As a critical member of our team, you will be the owner of the reliability engineering practice for our Digital and Commerce platforms, including the Adobe Experience suite, SAP Commerce Cloud, eProcurement gateways, and our AWS Cloud infrastructure. This role is essential to our global digital transformation journey, helping to guarantee the availability and scalability needed to grow our digital and B2B eCommerce business.
About the Role
The Site Reliability Manager is a technical leadership position responsible for establishing, implementing, and maturing the Site Reliability Engineering (SRE) charter.
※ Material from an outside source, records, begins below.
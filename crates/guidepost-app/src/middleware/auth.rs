//! Shared-credential Basic Auth for the webhook and operator surfaces.
//!
//! A missing or wrong credential gets 401 plus a challenge header,
//! distinctly from payload errors, which the handlers report as 400.
//! Unconfigured credentials are a configuration error (500), reported
//! before any request body is touched.

use base64::Engine as _;
use base64::engine::general_purpose::STANDARD as BASE64;
use salvo::Depot;
use salvo::http::{StatusCode, header};
use salvo::writing::Json;
use tracing::error;

use crate::app::api::ErrorResponse;
use crate::config::get_config_from_depot;

/// Which credential pair a route is guarded by.
#[derive(Debug, Clone, Copy, PartialEq, Eq)]
pub enum CredentialScope {
    /// Inbound booking webhooks.
    Webhook,
    /// Operator actions: manual sync, source management, deals.
    Operator,
}

/// Middleware handler enforcing Basic Auth for one credential scope.
pub struct RequireBasicAuth {
    pub scope: CredentialScope,
}

#[salvo::async_trait]
impl salvo::Handler for RequireBasicAuth {
    #[tracing::instrument(skip(self, req, depot, res, ctrl), fields(
        scope = ?self.scope,
        path = %req.uri().path()
    ))]
    async fn handle(
        &self,
        req: &mut salvo::Request,
        depot: &mut Depot,
        res: &mut salvo::Response,
        ctrl: &mut salvo::FlowCtrl,
    ) {
        let config = match get_config_from_depot(depot) {
            Ok(cfg) => cfg,
            Err(e) => {
                error!(error = ?e, "Failed to get config from depot");
                res.status_code(StatusCode::INTERNAL_SERVER_ERROR);
                ctrl.skip_rest();
                return;
            }
        };

        let (username, password) = match self.scope {
            CredentialScope::Webhook => (&config.webhook.username, &config.webhook.password),
            CredentialScope::Operator => (&config.operator.username, &config.operator.password),
        };

        let (Some(username), Some(password)) = (username, password) else {
            error!(scope = ?self.scope, "Shared credentials are not configured");
            res.status_code(StatusCode::INTERNAL_SERVER_ERROR);
            res.render(Json(ErrorResponse {
                error: "Credentials are not configured".to_string(),
            }));
            ctrl.skip_rest();
            return;
        };

        let authorization = req
            .headers()
            .get(header::AUTHORIZATION)
            .and_then(|value| value.to_str().ok());

        match authorization {
            Some(header_value) if verify_basic(header_value, username, password) => {
                tracing::trace!("Request authenticated");
            }
            _ => {
                tracing::debug!(scope = ?self.scope, "Rejecting unauthenticated request");
                res.status_code(StatusCode::UNAUTHORIZED);
                res.headers_mut().insert(
                    header::WWW_AUTHENTICATE,
                    header::HeaderValue::from_static("Basic realm=\"guidepost\""),
                );
                res.render(Json(ErrorResponse {
                    error: "Authentication required".to_string(),
                }));
                ctrl.skip_rest();
            }
        }
    }
}

/// ## Summary
/// Checks an `Authorization` header value against a credential pair.
#[must_use]
pub fn verify_basic(header_value: &str, username: &str, password: &str) -> bool {
    let Some(encoded) = header_value.strip_prefix("Basic ") else {
        return false;
    };
    let Ok(decoded) = BASE64.decode(encoded.trim()) else {
        return false;
    };
    let Ok(decoded) = String::from_utf8(decoded) else {
        return false;
    };
    let Some((user, pass)) = decoded.split_once(':') else {
        return false;
    };

    user == username && pass == password
}

#[cfg(test)]
mod tests {
    use super::*;

    fn encode(credentials: &str) -> String {
        format!("Basic {}", BASE64.encode(credentials))
    }

    #[test_log::test]
    fn matching_credentials_pass() {
        assert!(verify_basic(&encode("ops:hunter2"), "ops", "hunter2"));
    }

    #[test]
    fn wrong_password_fails() {
        assert!(!verify_basic(&encode("ops:nope"), "ops", "hunter2"));
    }

    #[test]
    fn wrong_scheme_fails() {
        assert!(!verify_basic("Bearer abcdef", "ops", "hunter2"));
    }

    #[test]
    fn garbage_encoding_fails() {
        assert!(!verify_basic("Basic !!!", "ops", "hunter2"));
    }

    #[test]
    fn missing_separator_fails() {
        assert!(!verify_basic(&encode("opshunter2"), "ops", "hunter2"));
    }

    #[test]
    fn password_may_contain_colons() {
        assert!(verify_basic(&encode("ops:a:b:c"), "ops", "a:b:c"));
    }
}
This role is focused on driving the elimination of toil, enhancing operational stability, and ensuring the highly available and reliable performance of our entire digital ecosystem.
You will lead, mentor, and grow a team of Site Reliability Engineers, influencing the technical direction, defining key reliability metrics (SLOs/SLIs), and ensuring the health and integrity of our production systems globally.
- SRE Practice & Metrics: You will champion the adoption of SRE principles, defining and monitoring Service Level Objectives (SLOs) and Service Level Indicators (SLIs) for our critical platforms to align engineering efforts with customer experience goals.
- Automation & Toil Reduction: You will be responsible for identifying operational toil and leading the team to develop and deploy automation solutions to maximize efficiency and stability.
- Platform Availability & Performance: You will manage the overall availability and performance of the digital platform, ensuring system robustness, rapid incident response, and effective post-mortem analysis to prevent recurrence.
Years of Experience: 10+
Technologies: Adobe Experience Suite, React, Java, Commerce preferably SAP Hybris, Application monitoring tools, and Github
Process: ITIL, Scrum and Support Mindset
Responsibilities:
- Manage and lead our Web/eCommerce Site Reliability Engineering team as a part of Digital Transformation with primary goal of making the production platform stable and reliable.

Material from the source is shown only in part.